What you will do.
Search the records below for the string "DataError" and copy each line where it turns up.

◆ ◆ ◆ ◆ ◆

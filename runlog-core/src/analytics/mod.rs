//! Analytics module for runlog
//!
//! Provides aggregate statistics over validated rows:
//! - [`metrics`]: overall and per-runner statistics, and chart time series
//! - [`dashboard`]: the runner filter applied on top of the metrics

pub mod dashboard;
pub mod metrics;

pub use dashboard::{filter_rows, person_names, Dashboard};
pub use metrics::{overall, per_person, round2, time_series, time_series_for_person};
//! Validation utilities for market data.

use alertchart_core::Candle;

/// Validate a candle has reasonable values.
pub fn validate_candle(candle: &Candle) -> bool {
    candle.open.is_finite()
        && candle.high.is_finite()
        && candle.low.is_finite()
        && candle.close.is_finite()
        && candle.volume.is_finite()
        && candle.high >= candle.low
        && candle.open > 0.0
        && candle.close > 0.0
        && candle.low > 0.0
        && candle.volume >= 0.0
}

/// Validate a standalone price quote.
pub fn validate_price(price: f64) -> bool {
    price.is_finite() && price > 0.0
}

#[cfg(test)]
mod tests {
    use super::*;

    #[test]
    fn test_validate_candle_valid() {
        let candle = Candle::new(1000, 100.0, 105.0, 95.0, 102.0, 1000.0);
        assert!(validate_candle(&candle));
    }

    #[test]
    fn test_validate_candle_high_below_low() {
        let candle = Candle::new(1000, 100.0, 90.0, 95.0, 102.0, 1000.0);
        assert!(!validate_candle(&candle));
    }

    #[test]
    fn test_validate_candle_nan_close() {
        let candle = Candle::new(1000, 100.0, 105.0, 95.0, f64::NAN, 0.0);
        assert!(!validate_candle(&candle));
    }

    #[test]
    fn test_validate_price() {
        assert!(validate_price(0.5));
        assert!(!validate_price(0.0));
        assert!(!validate_price(f64::INFINITY));
    }
}
//! Chart overlay for the armed hypothesis.
//!
//! The renderer decides what to draw and when; a [`ChartSurface`] does the
//! drawing. Every series the overlay creates is tracked in a
//! [`LayerRegistry`] so one call can remove all of them.

pub mod layers;
pub mod renderer;
pub mod surface;

pub use layers::{LayerName, LayerRegistry};
pub use renderer::{loss_band, profit_band, right_edge, Band, OverlayRenderer, OverlayStyle};
pub use surface::{
    ChartSurface, LineStyle, RecordedSeries, RecordingSurface, SeriesHandle, SeriesPoint,
    SeriesStyle,
};
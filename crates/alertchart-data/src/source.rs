//! Historical data source trait definition.

use alertchart_core::{Candle, Timeframe};
use async_trait::async_trait;

use crate::DataError;

/// Time window for a historical fetch. Times are unix seconds.
#[derive(Debug, Clone, Copy, Default, PartialEq, Eq)]
pub struct FetchRange {
    pub start_time: Option<i64>,
    pub end_time: Option<i64>,
    pub limit: Option<u32>,
}

impl FetchRange {
    /// The most recent `limit` candles.
    pub fn latest(limit: u32) -> Self {
        Self {
            limit: Some(limit),
            ..Self::default()
        }
    }

    /// Whether `time` falls inside the start/end bounds.
    pub fn contains(&self, time: i64) -> bool {
        self.start_time.map_or(true, |s| time >= s) && self.end_time.map_or(true, |e| time <= e)
    }
}

/// Anything that can load a batch of candles for a symbol and interval.
#[async_trait]
pub trait HistoricalSource: Send + Sync {
    async fn fetch(
        &self,
        symbol: &str,
        interval: Timeframe,
        range: FetchRange,
    ) -> Result<Vec<Candle>, DataError>;
}

#[cfg(test)]
mod tests {
    use super::*;

    #[test]
    fn test_range_contains() {
        let range = FetchRange {
            start_time: Some(10),
            end_time: Some(20),
            limit: None,
        };
        assert!(range.contains(10));
        assert!(range.contains(20));
        assert!(!range.contains(9));
        assert!(FetchRange::latest(5).contains(i64::MIN));
    }
}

◆ ◆ ◆ ◆ ◆

Reply.
use crate::DataError;
    ) -> Result<Vec<Candle>, DataError>;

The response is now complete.